>>>>
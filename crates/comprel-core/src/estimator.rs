//! Reliability and completeness estimators.
//!
//! Reliability divides by the full box (period and auxiliary axes);
//! completeness divides by the period-only box and counts matches after the
//! auxiliary axes are applied to it.

use std::fmt;
use std::str::FromStr;

use serde::{Deserialize, Serialize};

use crate::box_filter::BoxFilter;
use crate::classifier::StatusClassifier;
use crate::error::QueryError;
use crate::types::{Catalog, Mode, Query};

/// Boxes with fewer rows than this produce no estimate.
pub const MIN_BOX_SIZE: usize = 3;

#[derive(Debug, Clone, Copy, PartialEq, Eq, Hash, Serialize, Deserialize)]
#[serde(rename_all = "lowercase")]
pub enum EstimateKind {
    Reliability,
    Completeness,
}

impl EstimateKind {
    pub fn as_str(self) -> &'static str {
        match self {
            EstimateKind::Reliability => "reliability",
            EstimateKind::Completeness => "completeness",
        }
    }

    pub fn estimator(self) -> &'static dyn Estimator {
        match self {
            EstimateKind::Reliability => &ReliabilityEstimator,
            EstimateKind::Completeness => &CompletenessEstimator,
        }
    }
}

impl FromStr for EstimateKind {
    type Err = String;

    fn from_str(s: &str) -> Result<Self, Self::Err> {
        match s {
            "reliability" => Ok(EstimateKind::Reliability),
            "completeness" => Ok(EstimateKind::Completeness),
            other => Err(format!(
                "unknown function '{other}': expected 'reliability' or 'completeness'"
            )),
        }
    }
}

impl fmt::Display for EstimateKind {
    fn fmt(&self, f: &mut fmt::Formatter<'_>) -> fmt::Result {
        f.write_str(self.as_str())
    }
}

/// A box statistic over the reference catalog
pub trait Estimator: Send + Sync {
    fn kind(&self) -> EstimateKind;

    /// `Ok(None)` when the denominator population is below [`MIN_BOX_SIZE`].
    fn estimate(&self, catalog: &Catalog, query: &Query) -> Result<Option<f64>, QueryError>;
}

/// Fraction of the full box whose status matches the mode
#[derive(Debug, Clone, Copy, Default)]
pub struct ReliabilityEstimator;

impl Estimator for ReliabilityEstimator {
    fn kind(&self) -> EstimateKind {
        EstimateKind::Reliability
    }

    fn estimate(&self, catalog: &Catalog, query: &Query) -> Result<Option<f64>, QueryError> {
        query.validate()?;

        let boxed = BoxFilter::full(query).apply(catalog);
        if boxed.len() < MIN_BOX_SIZE {
            tracing::debug!(
                period = query.input_period,
                boxed = boxed.len(),
                "Too few catalog stars in box for reliability"
            );
            return Ok(None);
        }

        let matched = StatusClassifier::new(query.mode).count(boxed.iter().copied());
        Ok(Some(ratio(matched, boxed.len())))
    }
}

/// Fraction of the period-only box that survives the auxiliary axes with a
/// matching status
#[derive(Debug, Clone, Copy, Default)]
pub struct CompletenessEstimator;

impl Estimator for CompletenessEstimator {
    fn kind(&self) -> EstimateKind {
        EstimateKind::Completeness
    }

    fn estimate(&self, catalog: &Catalog, query: &Query) -> Result<Option<f64>, QueryError> {
        query.validate()?;

        let all_in_period = BoxFilter::period(query).apply(catalog);
        if all_in_period.len() < MIN_BOX_SIZE {
            tracing::debug!(
                period = query.input_period,
                in_period = all_in_period.len(),
                "Too few catalog stars in period window for completeness"
            );
            return Ok(None);
        }

        let boxed = BoxFilter::auxiliary(query).apply(all_in_period.iter().copied());
        let matched = StatusClassifier::new(query.mode).count(boxed);
        Ok(Some(ratio(matched, all_in_period.len())))
    }
}

fn ratio(numerator: usize, denominator: usize) -> f64 {
    numerator as f64 / denominator as f64
}

pub fn reliability(catalog: &Catalog, query: &Query) -> Result<Option<f64>, QueryError> {
    ReliabilityEstimator.estimate(catalog, query)
}

pub fn completeness(catalog: &Catalog, query: &Query) -> Result<Option<f64>, QueryError> {
    CompletenessEstimator.estimate(catalog, query)
}

/// One estimate per [`Mode`]
#[derive(Debug, Clone, Copy, Default, PartialEq, Serialize, Deserialize)]
pub struct ModeTriple {
    #[serde(rename = "match")]
    pub matched: Option<f64>,
    pub alias: Option<f64>,
    pub recovery: Option<f64>,
}

impl ModeTriple {
    pub fn undefined() -> Self {
        Self::default()
    }

    pub fn get(&self, mode: Mode) -> Option<f64> {
        match mode {
            Mode::Match => self.matched,
            Mode::Alias => self.alias,
            Mode::Recovery => self.recovery,
        }
    }

    pub fn is_undefined(&self) -> bool {
        Mode::ALL.iter().all(|m| self.get(*m).is_none())
    }
}

/// Evaluate `template` under every mode; its own `mode` is ignored.
pub fn estimate_all_modes(
    estimator: &dyn Estimator,
    catalog: &Catalog,
    template: &Query,
) -> Result<ModeTriple, QueryError> {
    let mut triple = ModeTriple::undefined();
    for mode in Mode::ALL {
        let value = estimator.estimate(catalog, &template.clone().with_mode(mode))?;
        match mode {
            Mode::Match => triple.matched = value,
            Mode::Alias => triple.alias = value,
            Mode::Recovery => triple.recovery = value,
        }
    }
    Ok(triple)
}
<<<<
> **About this exercise**:
Return an exact copy of the listing.

> **Output of the task**:
filename crates/comprel-core/src/estimator.rs
//! Reliability and completeness estimators.
//!
//! Reliability divides by the full box (period and auxiliary axes);
//! completeness divides by the period-only box and counts matches after the
//! auxiliary axes are applied to it.

use std::fmt;
use std::str::FromStr;

use serde::{Deserialize, Serialize};

use crate::box_filter::BoxFilter;
use crate::classifier::StatusClassifier;
use crate::error::QueryError;
use crate::types::{Catalog, Mode, Query};

/// Boxes with fewer rows than this produce no estimate.
pub const MIN_BOX_SIZE: usize = 3;

#[derive(Debug, Clone, Copy, PartialEq, Eq, Hash, Serialize, Deserialize)]
#[serde(rename_all = "lowercase")]
pub enum EstimateKind {
    Reliability,
    Completeness,
}

impl EstimateKind {
    pub fn as_str(self) -> &'static str {
        match self {
            EstimateKind::Reliability => "reliability",
            EstimateKind::Completeness => "completeness",
        }
    }

    pub fn estimator(self) -> &'static dyn Estimator {
        match self {
            EstimateKind::Reliability => &ReliabilityEstimator,
            EstimateKind::Completeness => &CompletenessEstimator,
        }
    }
}

impl FromStr for EstimateKind {
    type Err = String;

    fn from_str(s: &str) -> Result<Self, Self::Err> {
        match s {
            "reliability" => Ok(EstimateKind::Reliability),
            "completeness" => Ok(EstimateKind::Completeness),
            other => Err(format!(
                "unknown function '{other}': expected 'reliability' or 'completeness'"
            )),
        }
    }
}

impl fmt::Display for EstimateKind {
    fn fmt(&self, f: &mut fmt::Formatter<'_>) -> fmt::Result {
        f.write_str(self.as_str())
    }
}

/// A box statistic over the reference catalog
pub trait Estimator: Send + Sync {
    fn kind(&self) -> EstimateKind;

    /// `Ok(None)` when the denominator population is below [`MIN_BOX_SIZE`].
    fn estimate(&self, catalog: &Catalog, query: &Query) -> Result<Option<f64>, QueryError>;
}

/// Fraction of the full box whose status matches the mode
#[derive(Debug, Clone, Copy, Default)]
pub struct ReliabilityEstimator;

impl Estimator for ReliabilityEstimator {
    fn kind(&self) -> EstimateKind {
        EstimateKind::Reliability
    }

    fn estimate(&self, catalog: &Catalog, query: &Query) -> Result<Option<f64>, QueryError> {
        query.validate()?;

        let boxed = BoxFilter::full(query).apply(catalog);
        if boxed.len() < MIN_BOX_SIZE {
            tracing::debug!(
                period = query.input_period,
                boxed = boxed.len(),
                "Too few catalog stars in box for reliability"
            );
            return Ok(None);
        }

        let matched = StatusClassifier::new(query.mode).count(boxed.iter().copied());
        Ok(Some(ratio(matched, boxed.len())))
    }
}

/// Fraction of the period-only box that survives the auxiliary axes with a
/// matching status
#[derive(Debug, Clone, Copy, Default)]
pub struct CompletenessEstimator;

impl Estimator for CompletenessEstimator {
    fn kind(&self) -> EstimateKind {
        EstimateKind::Completeness
    }

    fn estimate(&self, catalog: &Catalog, query: &Query) -> Result<Option<f64>, QueryError> {
        query.validate()?;

        let all_in_period = BoxFilter::period(query).apply(catalog);
        if all_in_period.len() < MIN_BOX_SIZE {
            tracing::debug!(
                period = query.input_period,
                in_period = all_in_period.len(),
                "Too few catalog stars in period window for completeness"
            );
            return Ok(None);
        }

        let boxed = BoxFilter::auxiliary(query).apply(all_in_period.iter().copied());
        let matched = StatusClassifier::new(query.mode).count(boxed);
        Ok(Some(ratio(matched, all_in_period.len())))
    }
}

fn ratio(numerator: usize, denominator: usize) -> f64 {
    numerator as f64 / denominator as f64
}

pub fn reliability(catalog: &Catalog, query: &Query) -> Result<Option<f64>, QueryError> {
    ReliabilityEstimator.estimate(catalog, query)
}

pub fn completeness(catalog: &Catalog, query: &Query) -> Result<Option<f64>, QueryError> {
    CompletenessEstimator.estimate(catalog, query)
}

/// One estimate per [`Mode`]
#[derive(Debug, Clone, Copy, Default, PartialEq, Serialize, Deserialize)]
pub struct ModeTriple {
    #[serde(rename = "match")]
    pub matched: Option<f64>,
    pub alias: Option<f64>,
    pub recovery: Option<f64>,
}

impl ModeTriple {
    pub fn undefined() -> Self {
        Self::default()
    }

    pub fn get(&self, mode: Mode) -> Option<f64> {
        match mode {
            Mode::Match => self.matched,
            Mode::Alias => self.alias,
            Mode::Recovery => self.recovery,
        }
    }

    pub fn is_undefined(&self) -> bool {
        Mode::ALL.iter().all(|m| self.get(*m).is_none())
    }
}

/// Evaluate `template` under every mode; its own `mode` is ignored.
pub fn estimate_all_modes(
    estimator: &dyn Estimator,
    catalog: &Catalog,
    template: &Query,
) -> Result<ModeTriple, QueryError> {
    let mut triple = ModeTriple::undefined();
    for mode in Mode::ALL {
        let value = estimator.estimate(catalog, &template.clone().with_mode(mode))?;
        match mode {
            Mode::Match => triple.matched = value,
            Mode::Alias => triple.alias = value,
            Mode::Recovery => triple.recovery = value,
        }
    }
    Ok(triple)
}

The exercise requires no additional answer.